-- Opening Marker --

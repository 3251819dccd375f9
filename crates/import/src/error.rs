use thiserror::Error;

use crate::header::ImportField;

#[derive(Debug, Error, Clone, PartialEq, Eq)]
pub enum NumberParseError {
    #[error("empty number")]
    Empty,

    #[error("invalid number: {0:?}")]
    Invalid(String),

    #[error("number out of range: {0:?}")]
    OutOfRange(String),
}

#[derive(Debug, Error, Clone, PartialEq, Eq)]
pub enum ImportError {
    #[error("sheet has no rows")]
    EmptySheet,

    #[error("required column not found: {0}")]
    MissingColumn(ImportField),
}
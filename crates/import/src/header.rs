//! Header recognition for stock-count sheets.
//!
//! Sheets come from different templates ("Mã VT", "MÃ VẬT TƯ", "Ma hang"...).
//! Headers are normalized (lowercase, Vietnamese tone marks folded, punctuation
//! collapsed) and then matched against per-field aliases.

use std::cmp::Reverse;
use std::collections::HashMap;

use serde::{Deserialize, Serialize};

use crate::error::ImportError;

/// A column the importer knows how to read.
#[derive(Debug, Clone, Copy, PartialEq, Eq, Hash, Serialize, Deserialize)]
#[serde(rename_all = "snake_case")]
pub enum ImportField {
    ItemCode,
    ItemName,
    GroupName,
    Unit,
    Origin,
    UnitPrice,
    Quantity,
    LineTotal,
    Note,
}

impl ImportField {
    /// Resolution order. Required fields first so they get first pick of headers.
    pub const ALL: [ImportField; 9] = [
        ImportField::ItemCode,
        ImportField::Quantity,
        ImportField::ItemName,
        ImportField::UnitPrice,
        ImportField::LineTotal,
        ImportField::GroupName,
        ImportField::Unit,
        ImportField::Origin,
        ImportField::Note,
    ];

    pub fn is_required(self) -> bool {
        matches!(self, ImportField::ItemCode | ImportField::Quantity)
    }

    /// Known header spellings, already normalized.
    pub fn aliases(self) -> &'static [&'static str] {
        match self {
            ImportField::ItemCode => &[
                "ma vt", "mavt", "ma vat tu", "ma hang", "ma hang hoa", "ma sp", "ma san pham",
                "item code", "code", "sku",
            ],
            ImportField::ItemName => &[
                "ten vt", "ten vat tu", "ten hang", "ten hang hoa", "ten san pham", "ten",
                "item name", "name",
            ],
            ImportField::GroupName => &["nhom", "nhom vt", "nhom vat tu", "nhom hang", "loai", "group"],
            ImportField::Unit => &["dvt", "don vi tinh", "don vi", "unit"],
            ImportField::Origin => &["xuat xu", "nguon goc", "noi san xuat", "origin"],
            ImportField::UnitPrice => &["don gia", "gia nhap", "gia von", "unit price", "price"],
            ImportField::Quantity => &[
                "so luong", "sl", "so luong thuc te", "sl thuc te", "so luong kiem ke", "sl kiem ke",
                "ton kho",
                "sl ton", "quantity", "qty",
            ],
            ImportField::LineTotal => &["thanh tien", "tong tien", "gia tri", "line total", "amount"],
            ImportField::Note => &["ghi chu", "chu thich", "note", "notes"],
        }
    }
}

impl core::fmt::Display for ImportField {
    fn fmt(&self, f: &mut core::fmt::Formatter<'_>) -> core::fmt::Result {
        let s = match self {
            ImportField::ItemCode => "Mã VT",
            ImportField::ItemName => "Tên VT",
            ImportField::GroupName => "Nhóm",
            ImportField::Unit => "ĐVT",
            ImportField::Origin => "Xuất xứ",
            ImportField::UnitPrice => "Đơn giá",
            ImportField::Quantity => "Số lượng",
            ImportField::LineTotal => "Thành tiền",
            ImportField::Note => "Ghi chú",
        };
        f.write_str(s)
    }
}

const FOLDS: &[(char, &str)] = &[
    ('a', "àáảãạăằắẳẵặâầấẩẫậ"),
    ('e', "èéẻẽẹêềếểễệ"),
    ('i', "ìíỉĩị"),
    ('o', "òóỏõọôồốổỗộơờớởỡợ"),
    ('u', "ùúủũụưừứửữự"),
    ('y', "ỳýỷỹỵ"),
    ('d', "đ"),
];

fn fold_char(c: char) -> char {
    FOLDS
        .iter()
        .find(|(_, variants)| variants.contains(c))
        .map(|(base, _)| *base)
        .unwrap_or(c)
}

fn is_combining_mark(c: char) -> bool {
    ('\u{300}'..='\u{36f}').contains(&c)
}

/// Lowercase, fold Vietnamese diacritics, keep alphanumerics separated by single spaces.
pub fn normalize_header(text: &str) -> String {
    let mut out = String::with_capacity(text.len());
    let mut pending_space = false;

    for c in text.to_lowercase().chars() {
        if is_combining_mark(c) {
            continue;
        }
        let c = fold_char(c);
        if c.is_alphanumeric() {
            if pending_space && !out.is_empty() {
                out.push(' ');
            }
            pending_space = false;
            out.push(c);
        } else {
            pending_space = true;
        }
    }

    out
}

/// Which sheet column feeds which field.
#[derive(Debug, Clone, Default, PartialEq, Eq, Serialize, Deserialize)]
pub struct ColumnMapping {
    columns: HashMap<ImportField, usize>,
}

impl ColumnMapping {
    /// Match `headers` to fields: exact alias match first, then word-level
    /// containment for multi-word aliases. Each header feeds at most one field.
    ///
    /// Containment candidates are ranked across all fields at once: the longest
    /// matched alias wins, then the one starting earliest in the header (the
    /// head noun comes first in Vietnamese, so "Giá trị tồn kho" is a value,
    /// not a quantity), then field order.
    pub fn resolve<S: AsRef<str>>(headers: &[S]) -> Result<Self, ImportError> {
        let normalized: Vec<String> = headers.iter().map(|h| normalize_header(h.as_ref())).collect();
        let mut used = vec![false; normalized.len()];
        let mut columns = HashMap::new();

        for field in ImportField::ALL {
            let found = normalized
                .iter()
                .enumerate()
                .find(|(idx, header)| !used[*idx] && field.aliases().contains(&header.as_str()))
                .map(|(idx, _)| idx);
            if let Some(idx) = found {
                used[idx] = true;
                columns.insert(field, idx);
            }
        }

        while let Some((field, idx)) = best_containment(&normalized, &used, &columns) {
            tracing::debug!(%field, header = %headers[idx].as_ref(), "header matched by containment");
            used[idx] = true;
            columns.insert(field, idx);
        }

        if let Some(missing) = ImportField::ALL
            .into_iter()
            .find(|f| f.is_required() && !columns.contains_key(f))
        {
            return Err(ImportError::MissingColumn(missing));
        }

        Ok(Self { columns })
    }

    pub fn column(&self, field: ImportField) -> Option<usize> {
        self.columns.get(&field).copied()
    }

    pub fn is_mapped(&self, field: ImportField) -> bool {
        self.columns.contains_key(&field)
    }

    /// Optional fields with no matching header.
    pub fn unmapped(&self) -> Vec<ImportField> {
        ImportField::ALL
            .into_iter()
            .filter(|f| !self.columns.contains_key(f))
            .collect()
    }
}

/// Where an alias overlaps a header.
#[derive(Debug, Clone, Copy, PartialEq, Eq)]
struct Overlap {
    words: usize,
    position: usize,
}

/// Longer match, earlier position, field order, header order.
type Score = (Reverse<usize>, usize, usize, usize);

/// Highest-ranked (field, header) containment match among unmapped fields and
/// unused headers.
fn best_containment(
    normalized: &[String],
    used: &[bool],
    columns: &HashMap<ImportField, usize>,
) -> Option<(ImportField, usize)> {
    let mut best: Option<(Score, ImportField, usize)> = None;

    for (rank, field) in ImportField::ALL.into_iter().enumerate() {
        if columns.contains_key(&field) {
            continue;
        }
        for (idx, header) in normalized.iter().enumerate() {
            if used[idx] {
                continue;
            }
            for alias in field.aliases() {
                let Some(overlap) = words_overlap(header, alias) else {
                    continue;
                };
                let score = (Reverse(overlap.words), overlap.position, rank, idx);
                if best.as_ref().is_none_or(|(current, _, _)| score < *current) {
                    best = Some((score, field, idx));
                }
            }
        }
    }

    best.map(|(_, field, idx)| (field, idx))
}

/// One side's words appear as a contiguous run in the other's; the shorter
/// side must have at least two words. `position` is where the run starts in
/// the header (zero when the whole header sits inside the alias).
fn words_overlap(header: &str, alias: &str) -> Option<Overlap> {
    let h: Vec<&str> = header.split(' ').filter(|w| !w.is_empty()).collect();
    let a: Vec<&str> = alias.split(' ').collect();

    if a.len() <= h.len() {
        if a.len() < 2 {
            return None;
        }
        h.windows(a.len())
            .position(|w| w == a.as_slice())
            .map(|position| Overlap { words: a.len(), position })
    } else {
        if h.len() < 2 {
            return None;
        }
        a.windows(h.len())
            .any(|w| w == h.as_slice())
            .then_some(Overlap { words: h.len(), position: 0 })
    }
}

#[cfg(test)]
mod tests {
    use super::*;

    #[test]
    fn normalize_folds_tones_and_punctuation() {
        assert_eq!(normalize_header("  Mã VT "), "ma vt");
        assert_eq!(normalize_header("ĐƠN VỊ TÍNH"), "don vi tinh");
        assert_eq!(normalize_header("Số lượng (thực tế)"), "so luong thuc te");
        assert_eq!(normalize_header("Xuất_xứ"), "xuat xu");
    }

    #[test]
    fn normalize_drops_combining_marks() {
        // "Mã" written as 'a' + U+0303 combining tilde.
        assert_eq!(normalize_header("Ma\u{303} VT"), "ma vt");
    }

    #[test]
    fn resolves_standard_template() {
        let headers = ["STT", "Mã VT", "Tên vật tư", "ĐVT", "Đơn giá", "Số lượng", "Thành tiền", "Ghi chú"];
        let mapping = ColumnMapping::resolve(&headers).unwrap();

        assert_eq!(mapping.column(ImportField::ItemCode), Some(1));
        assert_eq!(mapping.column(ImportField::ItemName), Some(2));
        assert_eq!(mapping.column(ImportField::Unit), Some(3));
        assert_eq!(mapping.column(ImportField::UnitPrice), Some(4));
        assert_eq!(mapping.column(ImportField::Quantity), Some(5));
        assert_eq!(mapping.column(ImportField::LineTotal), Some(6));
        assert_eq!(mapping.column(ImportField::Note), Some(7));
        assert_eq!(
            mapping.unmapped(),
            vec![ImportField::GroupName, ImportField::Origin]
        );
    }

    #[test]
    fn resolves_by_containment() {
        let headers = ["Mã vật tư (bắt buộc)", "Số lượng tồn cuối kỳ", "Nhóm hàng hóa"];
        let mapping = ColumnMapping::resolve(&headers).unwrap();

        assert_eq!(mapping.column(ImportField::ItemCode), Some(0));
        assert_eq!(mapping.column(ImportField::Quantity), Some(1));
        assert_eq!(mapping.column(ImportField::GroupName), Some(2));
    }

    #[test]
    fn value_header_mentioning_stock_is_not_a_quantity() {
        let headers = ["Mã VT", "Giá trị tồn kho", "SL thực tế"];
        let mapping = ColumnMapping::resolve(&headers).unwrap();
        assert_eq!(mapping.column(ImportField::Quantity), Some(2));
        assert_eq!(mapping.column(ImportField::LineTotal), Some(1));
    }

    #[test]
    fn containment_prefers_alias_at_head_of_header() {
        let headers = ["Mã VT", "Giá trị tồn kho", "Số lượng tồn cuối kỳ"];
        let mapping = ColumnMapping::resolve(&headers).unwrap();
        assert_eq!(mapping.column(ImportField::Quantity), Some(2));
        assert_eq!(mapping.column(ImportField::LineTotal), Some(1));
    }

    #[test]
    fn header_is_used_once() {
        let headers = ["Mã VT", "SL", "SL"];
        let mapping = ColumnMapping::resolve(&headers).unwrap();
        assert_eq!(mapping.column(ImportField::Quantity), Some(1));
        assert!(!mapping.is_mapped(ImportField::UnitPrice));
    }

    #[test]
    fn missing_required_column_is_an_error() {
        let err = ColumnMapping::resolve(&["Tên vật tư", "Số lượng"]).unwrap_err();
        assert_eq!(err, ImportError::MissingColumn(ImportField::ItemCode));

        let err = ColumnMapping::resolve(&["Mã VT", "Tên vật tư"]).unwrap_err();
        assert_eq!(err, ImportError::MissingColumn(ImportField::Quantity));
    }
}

-- Closing Marker --

● Exercise directions
Quote, word for word, every line from the top of the entries through the line that holds "Sheets come from".

● Written answer
repository 3251819dccd375f9
filename crates/import/src/error.rs
use thiserror::Error;

use crate::header::ImportField;

#[derive(Debug, Error, Clone, PartialEq, Eq)]
pub enum NumberParseError {
    #[error("empty number")]
    Empty,

    #[error("invalid number: {0:?}")]
    Invalid(String),

    #[error("number out of range: {0:?}")]
    OutOfRange(String),
}

#[derive(Debug, Error, Clone, PartialEq, Eq)]
pub enum ImportError {
    #[error("sheet has no rows")]
    EmptySheet,

    #[error("required column not found: {0}")]
    MissingColumn(ImportField),
}
filename crates/import/src/header.rs
//! Header recognition for stock-count sheets.
//!
//! Sheets come from different templates ("Mã VT", "MÃ VẬT TƯ", "Ma hang"...).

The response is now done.